The web is social in 2013 regardless if you’re participating in Facebook, Twitter, Pinterest, Google+ etc with your affiliate site or branding site or company. Finding the proper balance between your own voice while putting together interesting links for your intended and/or potential audience (or group of customers) is so incredibly important.

If you’re not thinking of social media curation as a part of your performance marketing effort, you’re not thinking of the whole picture.

Tumblr’s Untraditional and Provocative Mobile Advertising Approach

It’s interesting to note that Tumblr is taking a different approach to monetizing its rabid and highly-participatory audience… rather than selling IAB-style display ads or keyword based text ads, Tumblr is encouraging brands to put their own content out there as ads and use more organic means such as the built in views or hearts paradigms as measures of engagement.

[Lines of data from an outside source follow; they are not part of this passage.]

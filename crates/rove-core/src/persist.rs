//! Persistence adapter: load and save a store's full record list as one
//! document.
//!
//! The document is always a complete snapshot. There are no deltas and no
//! log to replay: every save serialises the entire current record list and
//! overwrites the previous document in a single backend call.
//!
//! # Format
//!
//! ```json
//! { "version": 1, "last_modified": "2024-05-01T10:00:00Z", "records": [ ... ] }
//! ```

use std::sync::Arc;

use chrono::{DateTime, Utc};
use serde::{Deserialize, Serialize, de::DeserializeOwned};
use tracing::{debug, warn};

use crate::{Error, Result, document::DocumentStore};

/// Newest document format this crate reads and the one it writes.
pub const FORMAT_VERSION: u32 = 1;

/// The serialised envelope around a record list.
#[derive(Debug, Clone, Serialize, Deserialize)]
pub struct Document<R> {
  pub version:       u32,
  pub last_modified: DateTime<Utc>,
  pub records:       Vec<R>,
}

/// Records read by [`Persistence::load`].
#[derive(Debug, Clone)]
pub struct Loaded<R> {
  pub records:       Vec<R>,
  /// Entries that did not deserialise and were dropped.
  pub skipped:       usize,
  /// `true` if the document was absent and an empty one was created.
  pub created:       bool,
  pub last_modified: Option<DateTime<Utc>>,
}

/// Reads and writes one named document through a [`DocumentStore`].
pub struct Persistence<D> {
  store: Arc<D>,
  name:  String,
}

impl<D: DocumentStore> Persistence<D> {
  pub fn new(store: Arc<D>, name: impl Into<String>) -> Self {
    Self { store, name: name.into() }
  }

  pub fn name(&self) -> &str { &self.name }

  /// Load the record list.
  ///
  /// An absent document is a first run: an empty document is written and an
  /// empty list returned. Backend errors are [`Error::LoadFailed`]; an
  /// envelope that does not decode or carries a newer format version is
  /// [`Error::Unreadable`]. Individual records that do not deserialise are
  /// skipped.
  pub async fn load<R>(&self) -> Result<Loaded<R>>
  where
    R: Serialize + DeserializeOwned,
  {
    let bytes = self
      .store
      .load_document(&self.name)
      .await
      .map_err(|e| self.load_failed(e))?;

    let Some(bytes) = bytes else {
      debug!(document = %self.name, "document absent; creating an empty one");
      if let Err(err) = self.save::<R>(&[]).await {
        warn!(document = %self.name, error = %err, "could not create empty document");
      }
      return Ok(Loaded {
        records:       Vec::new(),
        skipped:       0,
        created:       true,
        last_modified: None,
      });
    };

    let document: Document<serde_json::Value> =
      serde_json::from_slice(&bytes).map_err(|e| self.unreadable(e))?;

    if document.version > FORMAT_VERSION {
      return Err(self.unreadable(Error::UnsupportedVersion {
        found:     document.version,
        supported: FORMAT_VERSION,
      }));
    }

    let mut records = Vec::with_capacity(document.records.len());
    let mut skipped = 0;
    for (position, raw) in document.records.into_iter().enumerate() {
      match serde_json::from_value::<R>(raw) {
        Ok(record) => records.push(record),
        Err(e) => {
          let err = Error::MalformedRecord { position, reason: e.to_string() };
          warn!(document = %self.name, error = %err, "skipping record");
          skipped += 1;
        }
      }
    }

    debug!(
      document = %self.name,
      records = records.len(),
      skipped,
      "loaded document"
    );

    Ok(Loaded {
      records,
      skipped,
      created: false,
      last_modified: Some(document.last_modified),
    })
  }

  /// Serialise `records` in full and overwrite the document. Returns the
  /// `last_modified` stamp written.
  pub async fn save<R: Serialize>(&self, records: &[R]) -> Result<DateTime<Utc>> {
    let document = Document {
      version:       FORMAT_VERSION,
      last_modified: Utc::now(),
      records:       records.iter().collect::<Vec<&R>>(),
    };
    let bytes = serde_json::to_vec(&document)?;
    let size = bytes.len();

    self
      .store
      .save_document(&self.name, bytes)
      .await
      .map_err(|e| Error::SaveFailed {
        document: self.name.clone(),
        source:   Box::new(e),
      })?;

    debug!(document = %self.name, records = records.len(), bytes = size, "saved document");
    Ok(document.last_modified)
  }

  fn load_failed(&self, source: impl std::error::Error + Send + Sync + 'static) -> Error {
    Error::LoadFailed { document: self.name.clone(), source: Box::new(source) }
  }

  fn unreadable(&self, source: impl std::error::Error + Send + Sync + 'static) -> Error {
    Error::Unreadable { document: self.name.clone(), source: Box::new(source) }
  }
}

Tumblr to Introduce Mobile Advertising to Help Achieve Profit – Bloomberg: “Tumblr, a startup founded by Karp, now gets more than 16 billion monthly page views worldwide, according to Quantcast Corp. To reach those eyeballs, companies won’t be able to buy display space or keywords in the ways they are accustomed — Tumblr is ‘not going to get into the regular ad network,’ Gottfrid said.

Instead, they have to pay to get their own Tumblr blogs seen by more people. They can measure impact by how many viewers republished the post on their own blogs or ‘hearted’ it.”

Twitter’s card-based display advertising and promoted tweets platform has been an up-and-down adventure for many advertisers and marketers because Twitter is asking companies to place a style of advertising on top of community that doesn’t operate in such a fashion.

Tumblr’s approach is definitely refreshing in that they are welcoming advertisers and marketers but asking them to not just bring traditional Madison Ave constructs to the service but to actually participate using methods that the users use and are familiar with themselves.

I can’t wait to see how the numbers go for this.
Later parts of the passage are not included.